The Big Nowhere was part of Ellroy's LA Quartet consisting of The Black Dhalia, The Big Nowhere, L.A. Confidential and White Jazz. The four novels dealt with rampant corruption in the LAPD during the post-WWII years.  The setting of the novels roughly coincided with the classic film noir period but Ellroy's prose was more violent/racist/sexist than any film of the period.  Ellroy wrote like he was jazz musician on heroin or Hemingway on crystal meth.  The words jumped off the page and the convoluted subplots intertwined like the incestuous relationships (figuratively and literally) of his characters.

After White Jazz, Ellroy vowed to not write about Los Angeles again and published American Tabloid which is part of what has been dubbed his Underworld USA Trilogy.  Frankly, I didn't enjoy the Underworld novels as much as the LA ones.  I think Ellroy's reach exceeded his grasp when he attempted tie together all major events from the JFK assassination to the Vietnam War.

With Perfidia, Ellroy is back in LA.  The novel is the first of his Second LA Quartet or LA Quartet II.  The novel follows the LAPD investigation into the murder of a Japanese American family on December 6, 1941.  Ellroy, with his encyclopedic knowledge of mid-century Los Angeles, is back in his milieu.

What does LAPI have to do with Ellroy and Perfidia?  The film does showcase clips from L.A. Confidential and comments quite a bit on the corruption and brutality of the LAPD...a topic which Ellroy has made a career out of.  There was a particular resonance for me since I was reading Perfidia during the days before and after the screening of LAPI.  King got off a line which Ellroy should envy - "Is there any other city where the police put their motto in quotation marks? Are they trying to be ironic?"  For those unfamiliar, that motto is "to serve and to protect."

LAPI struck a second harmonic resonance with me.  I have discovered this television channel called MeTV (pronounced Me-Tee-Vee but an acronym from Memorable Entertainment Television).  MeTV programs classic television shows from the 50s through the 70s.

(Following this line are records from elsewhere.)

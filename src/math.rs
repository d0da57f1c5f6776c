use crate::error::{GameError, GameResult};

#[derive(Clone, Copy, Debug, Default, PartialEq)]
pub struct Vector2 {
    pub x: f32,
    pub y: f32,
}

impl Vector2 {
    pub fn new(x: f32, y: f32) -> Self {
        Vector2 { x, y }
    }

    /// Like `new`, but refuses NaN and infinities.
    pub fn checked(x: f32, y: f32) -> GameResult<Self> {
        if x.is_finite() && y.is_finite() {
            Ok(Vector2 { x, y })
        } else {
            Err(GameError::NonFinitePosition { x, y })
        }
    }
}

#[derive(Clone, Copy, Debug, PartialEq)]
pub struct Size {
    pub width: f32,
    pub height: f32,
}

impl Size {
    pub fn new(width: f32, height: f32) -> GameResult<Self> {
        if width.is_finite() && height.is_finite() && width >= 0.0 && height >= 0.0 {
            Ok(Size { width, height })
        } else {
            Err(GameError::InvalidDimensions { width, height })
        }
    }
}

/// Axis-aligned play field. y grows downward, so `top < bottom`.
#[derive(Clone, Copy, Debug, PartialEq)]
pub struct Boundaries {
    pub top: f32,
    pub bottom: f32,
    pub left: f32,
    pub right: f32,
}

impl Boundaries {
    pub fn new(top: f32, bottom: f32, left: f32, right: f32) -> Self {
        Boundaries { top, bottom, left, right }
    }

    /// Field inset by `padding` on every side of a `width` x `height` canvas.
    pub fn from_canvas(width: f32, height: f32, padding: f32) -> GameResult<Self> {
        let usable = width.is_finite()
            && height.is_finite()
            && padding.is_finite()
            && padding >= 0.0
            && width > padding * 2.0
            && height > padding * 2.0;
        if !usable {
            return Err(GameError::InvalidBoundaries { width, height, padding });
        }
        Ok(Boundaries {
            top: padding,
            bottom: height - padding,
            left: padding,
            right: width - padding,
        })
    }

    pub fn center_x(&self) -> f32 {
        (self.left + self.right) / 2.0
    }

    pub fn contains(&self, point: Vector2) -> bool {
        point.x >= self.left && point.x <= self.right && point.y >= self.top && point.y <= self.bottom
    }
}

pub fn clamp(value: f32, min: f32, max: f32) -> f32 {
    value.max(min).min(max)
}

/// One-dimensional distance.
pub fn distance(a: f32, b: f32) -> f32 {
    (a - b).abs()
}

#[cfg(test)]
mod tests {
    use super::*;

    #[test]
    fn clamp_keeps_inside_values() {
        assert_eq!(clamp(5.0, 0.0, 10.0), 5.0);
        assert_eq!(clamp(-3.0, 0.0, 10.0), 0.0);
        assert_eq!(clamp(12.5, 0.0, 10.0), 10.0);
    }

    #[test]
    fn distance_is_absolute() {
        assert_eq!(distance(3.0, 7.5), 4.5);
        assert_eq!(distance(7.5, 3.0), 4.5);
    }

    #[test]
    fn size_rejects_negative_and_nan() {
        assert!(Size::new(10.0, 4.0).is_ok());
        assert!(Size::new(0.0, 0.0).is_ok());
        assert_eq!(
            Size::new(-1.0, 4.0),
            Err(GameError::InvalidDimensions { width: -1.0, height: 4.0 })
        );
        assert!(Size::new(f32::NAN, 4.0).is_err());
    }

    #[test]
    fn vector_rejects_infinite() {
        assert!(Vector2::checked(1.0, 2.0).is_ok());
        assert!(Vector2::checked(f32::INFINITY, 2.0).is_err());
    }

    #[test]
    fn boundaries_from_canvas() {
        let b = Boundaries::from_canvas(800.0, 600.0, 16.0).unwrap();
        assert_eq!(b, Boundaries::new(16.0, 584.0, 16.0, 784.0));
        assert_eq!(b.center_x(), 400.0);
        assert!(Boundaries::from_canvas(20.0, 600.0, 16.0).is_err());
        assert!(Boundaries::from_canvas(f32::NAN, 600.0, 16.0).is_err());
    }
}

Among my favorites are I Love Lucy, M*A*S*H, The Twilight Zone and Adam 12, but my current favorite is Dragnet. MeTV shows what is referred to Dragnet 1967.  The original television series ran in the 1950s.  As an aside, I've never seen an episode from the original run.  In 1966, Webb rebooted the franchise with TV movie called Dragnet 1966.  The next year, he started weekly episodes with Dragnet 1967.  It ran for three seasons with the title changing each year:  Dragnet 1967, Dragnet 1968, etc.  However, the second run of the show is typically referred to as Dragnet 1967.

Although I saw many of these episodes as a boy, over the past few months, I have come to appreciate them more.  Webb directed every episode of Dragnet 1967 and I have come to recognize his distinctive style.  In his portrayal of Sgt. Joe Friday, Webb is self-righteous to the point of self-parody.  However, it is the formulaic set up of the episodes which are simultaneously predictable and comforting.  Without exception, Friday will launch into a monotone lecture which is ostensibly a civics lesson but has more ominous overtones if you believe in the LAPD of James Ellroy's novels.  Friday memorably launches these with something like "Now mister you listen me..."

The highpoint of each episode of Dragnet 1967 is when Friday gets off a zinger at the expense of a criminal, disinterested witness or some other poor soul who runs afoul of Friday's viewpoint.  Again, the exchange usually follows a pattern.  Friday will say "Well we know one thing."  Response: "What's that?"  Then Friday will state something as fact which is really a pointed criticism of the person he is conversing with.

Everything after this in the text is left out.